(REQUIRED ACTION): Work out how many lines in the data hold the string "NotPositive". Reply with only that number.

(DATA):
"""
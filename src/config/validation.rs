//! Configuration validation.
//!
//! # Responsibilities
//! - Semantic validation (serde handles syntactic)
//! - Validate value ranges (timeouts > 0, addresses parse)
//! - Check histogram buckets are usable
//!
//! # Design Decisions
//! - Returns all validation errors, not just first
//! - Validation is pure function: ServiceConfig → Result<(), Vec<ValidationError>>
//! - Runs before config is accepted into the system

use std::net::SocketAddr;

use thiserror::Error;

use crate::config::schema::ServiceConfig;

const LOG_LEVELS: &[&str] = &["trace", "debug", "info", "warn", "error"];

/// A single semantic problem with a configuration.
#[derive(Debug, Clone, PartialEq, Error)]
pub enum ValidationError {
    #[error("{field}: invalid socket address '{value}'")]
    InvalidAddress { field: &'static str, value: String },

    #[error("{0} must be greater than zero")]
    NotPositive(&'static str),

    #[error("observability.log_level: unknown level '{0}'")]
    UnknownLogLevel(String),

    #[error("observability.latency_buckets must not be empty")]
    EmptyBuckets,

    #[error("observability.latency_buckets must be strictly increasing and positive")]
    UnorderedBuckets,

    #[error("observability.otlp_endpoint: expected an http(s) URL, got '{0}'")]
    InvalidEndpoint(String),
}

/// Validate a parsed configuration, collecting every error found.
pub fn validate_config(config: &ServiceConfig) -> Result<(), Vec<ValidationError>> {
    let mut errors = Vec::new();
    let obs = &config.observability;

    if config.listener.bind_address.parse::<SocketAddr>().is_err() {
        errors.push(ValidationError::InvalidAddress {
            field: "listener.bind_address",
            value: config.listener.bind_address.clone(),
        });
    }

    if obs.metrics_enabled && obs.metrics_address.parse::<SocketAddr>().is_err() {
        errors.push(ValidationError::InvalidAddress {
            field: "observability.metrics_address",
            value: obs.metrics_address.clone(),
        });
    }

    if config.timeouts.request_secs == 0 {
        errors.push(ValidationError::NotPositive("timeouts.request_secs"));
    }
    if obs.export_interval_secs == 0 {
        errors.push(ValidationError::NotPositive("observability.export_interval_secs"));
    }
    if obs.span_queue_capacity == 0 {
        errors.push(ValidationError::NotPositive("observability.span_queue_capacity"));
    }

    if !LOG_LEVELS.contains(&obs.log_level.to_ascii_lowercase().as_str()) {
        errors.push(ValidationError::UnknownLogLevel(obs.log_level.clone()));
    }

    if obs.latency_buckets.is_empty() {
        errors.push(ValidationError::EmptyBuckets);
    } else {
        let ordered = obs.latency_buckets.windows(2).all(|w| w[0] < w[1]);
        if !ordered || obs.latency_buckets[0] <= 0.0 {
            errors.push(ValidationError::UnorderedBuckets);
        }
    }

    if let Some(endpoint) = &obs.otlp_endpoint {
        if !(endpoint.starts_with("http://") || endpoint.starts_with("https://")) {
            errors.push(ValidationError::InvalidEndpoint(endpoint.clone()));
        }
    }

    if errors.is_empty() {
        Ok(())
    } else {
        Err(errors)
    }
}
"""
(TASK SOLUTION): 4